I just made a trip to the office supply store for a new set of folders and two boxes of my favorite ballpoint pens. Don’t they just make you want to get busy and organize something? I love office and school supplies. They evoke the feeling of that first day of school every year during childhood when I would carry in a big bag of brand-new pencils, notebooks, rulers, paste, and other goodies, and then arrange them neatly in my new desk. (Never mind how the inside of the desk came to look after a few weeks.)
The reason for this most recent purchase was the need to corral the mounting stack of papers that keeps growing on my work table. Tired of riffling through piles, muttering, “I thought I put it right here,” I decided to whip those papers into order by categorizing them into labeled folders. I am aware that like the supplies in my childhood school desk, everything won’t stay put in these folders. There will be escapees, strewn hither and yon about the house.

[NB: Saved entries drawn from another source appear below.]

//! Training options and the silence-pdf configuration boundary.
//!
//! Option parsing and CLI live outside this crate; callers fill
//! [`ChainTrainingOptions`] however they like (it derives serde for
//! config-file use) and must call [`ChainTrainingOptions::validate`]
//! before handing it to a driver.

use serde::{Deserialize, Serialize};

use crate::error::{CadenaError, Result};

/// Options controlling the chain objective computation.
#[derive(Debug, Clone, Serialize, Deserialize)]
#[serde(default)]
pub struct ChainTrainingOptions {
    /// L2 regularization constant on the network output; the term added
    /// to the objective is `-0.5 * l2_regularize * ||output||^2`
    /// (e.g. try 0.0005).
    pub l2_regularize: f32,

    /// If true, the penalty becomes `-l2_regularize * sum(exp(output))`
    /// instead, pushing `exp(output)` towards small probability-like
    /// values. Documented use is with the SMBR objective.
    pub norm_regularize: bool,

    /// Coefficient for the leaky HMM: an epsilon-transition from each
    /// state to a pivot with probability one, and from the pivot back to
    /// each state `j` with probability `leaky_hmm_coefficient *
    /// initial_prob(j)`. Ensures gradual forgetting of context. Must be
    /// strictly positive; the closed-form recursion assumes it is small
    /// enough that epsilon self-loops are negligible.
    pub leaky_hmm_coefficient: f32,

    /// Cross-entropy regularization constant. Only used here to decide
    /// whether the cross-entropy derivative output is populated; the
    /// numeric value is consumed by the network-side code.
    pub xent_regularize: f32,

    /// Use the SMBR objective (interpolated with MMI) instead of plain MMI.
    pub use_smbr_objective: bool,

    /// Weight on the MMI term when the SMBR objective is in use.
    pub mmi_factor: f32,

    /// Weight on the SMBR term when the SMBR objective is in use.
    pub smbr_factor: f32,

    /// Exclude numerator posteriors of silence pdfs from the accuracy
    /// computation in SMBR training. Requires `silence_pdfs_str`.
    pub exclude_silence: bool,

    /// Treat all silence pdfs as a single class for the accuracy
    /// computation in SMBR training. Requires `silence_pdfs_str`.
    pub one_silence_class: bool,

    /// Colon- or comma-separated list of silence pdf indices. Makes
    /// sense only when the silence pdfs are context-independent.
    pub silence_pdfs_str: String,
}

impl Default for ChainTrainingOptions {
    fn default() -> Self {
        Self {
            l2_regularize: 0.0,
            norm_regularize: false,
            leaky_hmm_coefficient: 1.0e-5,
            xent_regularize: 0.0,
            use_smbr_objective: false,
            mmi_factor: 0.0,
            smbr_factor: 1.0,
            exclude_silence: false,
            one_silence_class: false,
            silence_pdfs_str: String::new(),
        }
    }
}

impl ChainTrainingOptions {
    /// Check option consistency.
    ///
    /// # Errors
    ///
    /// Returns an error if:
    /// - `leaky_hmm_coefficient` is not strictly positive (the leaky
    ///   recursion is numerically unsafe at zero)
    /// - both `exclude_silence` and `one_silence_class` are set
    /// - a silence flag is set without a silence pdf list
    pub fn validate(&self) -> Result<()> {
        if !(self.leaky_hmm_coefficient > 0.0) {
            return Err(CadenaError::Config(format!(
                "leaky_hmm_coefficient must be > 0, got {}",
                self.leaky_hmm_coefficient
            )));
        }
        if self.exclude_silence && self.one_silence_class {
            return Err(CadenaError::Config(
                "exclude_silence and one_silence_class are mutually exclusive".into(),
            ));
        }
        if (self.exclude_silence || self.one_silence_class) && self.silence_pdfs_str.is_empty() {
            return Err(CadenaError::Config(
                "exclude_silence / one_silence_class require silence_pdfs_str".into(),
            ));
        }
        Ok(())
    }

    /// Build the length-`num_pdfs` silence index vector from
    /// `silence_pdfs_str`, or `None` when no silence treatment is
    /// requested.
    ///
    /// Entry `i` of the result is `-1` if pdf `i` is a silence pdf and
    /// `i` otherwise, the layout the SMBR driver's column-masking
    /// expects.
    pub fn silence_indices(&self, num_pdfs: usize) -> Result<Option<Vec<i32>>> {
        if !self.exclude_silence && !self.one_silence_class {
            return Ok(None);
        }
        let silence_pdfs = parse_silence_pdfs(&self.silence_pdfs_str)?;
        build_silence_indices(&silence_pdfs, num_pdfs).map(Some)
    }
}

/// Parse a colon- or comma-separated list of pdf indices.
pub fn parse_silence_pdfs(list: &str) -> Result<Vec<usize>> {
    let mut pdfs = Vec::new();
    for tok in list.split([':', ',']).filter(|t| !t.is_empty()) {
        let pdf = tok
            .parse::<usize>()
            .map_err(|_| CadenaError::Config(format!("bad silence pdf index '{tok}' in '{list}'")))?;
        pdfs.push(pdf);
    }
    if pdfs.is_empty() {
        return Err(CadenaError::Config(format!(
            "empty silence pdf list '{list}'"
        )));
    }
    Ok(pdfs)
}

/// Build the silence index vector: `-1` at silence columns, `i` elsewhere.
pub fn build_silence_indices(silence_pdfs: &[usize], num_pdfs: usize) -> Result<Vec<i32>> {
    let mut indices: Vec<i32> = (0..num_pdfs as i32).collect();
    for &pdf in silence_pdfs {
        if pdf >= num_pdfs {
            return Err(CadenaError::Config(format!(
                "silence pdf {pdf} out of range (num_pdfs = {num_pdfs})"
            )));
        }
        indices[pdf] = -1;
    }
    Ok(indices)
}

#[cfg(test)]
mod tests {
    use super::*;

    #[test]
    fn test_defaults() {
        let opts = ChainTrainingOptions::default();
        assert_eq!(opts.l2_regularize, 0.0);
        assert_eq!(opts.leaky_hmm_coefficient, 1.0e-5);
        assert_eq!(opts.mmi_factor, 0.0);
        assert_eq!(opts.smbr_factor, 1.0);
        assert!(!opts.use_smbr_objective);
        assert!(!opts.norm_regularize);
        assert!(opts.validate().is_ok());
    }

    #[test]
    fn test_rejects_nonpositive_leaky_coefficient() {
        let mut opts = ChainTrainingOptions::default();
        opts.leaky_hmm_coefficient = 0.0;
        assert!(opts.validate().is_err());
        opts.leaky_hmm_coefficient = -1.0e-5;
        assert!(opts.validate().is_err());
        opts.leaky_hmm_coefficient = f32::NAN;
        assert!(opts.validate().is_err());
    }

    #[test]
    fn test_silence_flags_mutually_exclusive() {
        let mut opts = ChainTrainingOptions::default();
        opts.exclude_silence = true;
        opts.one_silence_class = true;
        opts.silence_pdfs_str = "0".into();
        assert!(opts.validate().is_err());
    }

    #[test]
    fn test_silence_flag_requires_pdf_list() {
        let mut opts = ChainTrainingOptions::default();
        opts.exclude_silence = true;
        assert!(opts.validate().is_err());
        opts.silence_pdfs_str = "0:1".into();
        assert!(opts.validate().is_ok());
    }

    #[test]
    fn test_parse_silence_pdfs() {
        assert_eq!(parse_silence_pdfs("0:1:2").unwrap(), vec![0, 1, 2]);
        assert_eq!(parse_silence_pdfs("3,7").unwrap(), vec![3, 7]);
        assert!(parse_silence_pdfs("").is_err());
        assert!(parse_silence_pdfs("1:x").is_err());
    }

    #[test]
    fn test_build_silence_indices() {
        let idx = build_silence_indices(&[1, 3], 5).unwrap();
        assert_eq!(idx, vec![0, -1, 2, -1, 4]);
        assert!(build_silence_indices(&[5], 5).is_err());
    }

    #[test]
    fn test_silence_indices_none_when_unused() {
        let opts = ChainTrainingOptions::default();
        assert!(opts.silence_indices(10).unwrap().is_none());
    }

    #[test]
    fn test_silence_indices_from_options() {
        let mut opts = ChainTrainingOptions::default();
        opts.exclude_silence = true;
        opts.silence_pdfs_str = "0,2".into();
        let idx = opts.silence_indices(4).unwrap().unwrap();
        assert_eq!(idx, vec![-1, 1, -1, 3]);
    }
}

No matter how foolproof my system may seem, when life happens, not every piece of paper will make it to its folder. And then there will be all those bits and pieces that don’t quite belong anywhere and up in the folder labeled “miscellaneous,” which over time will become fat and hard to find things in.
But the thought that hit me as I took the new supplies out of the bag and stacked them on the table was that no matter how appealing they look, they’re not doing a thing for me unless I unwrap them and put them to use. They have no value until I do something with them.
So it is with the many gifts God has give us – talent, money, time, resources, and information, as well as spiritual gifts. They’re not meant to be put up on a shelf and admired. He intended us to use them, and to enjoy using them to bless others. He says, “As each has received a gift, minister it to one another, as good stewards of the manifold grace of God” (1 Peter 4:10). So let’s be aware of the blessings God has given us and look for ways to pass the blessings on to others.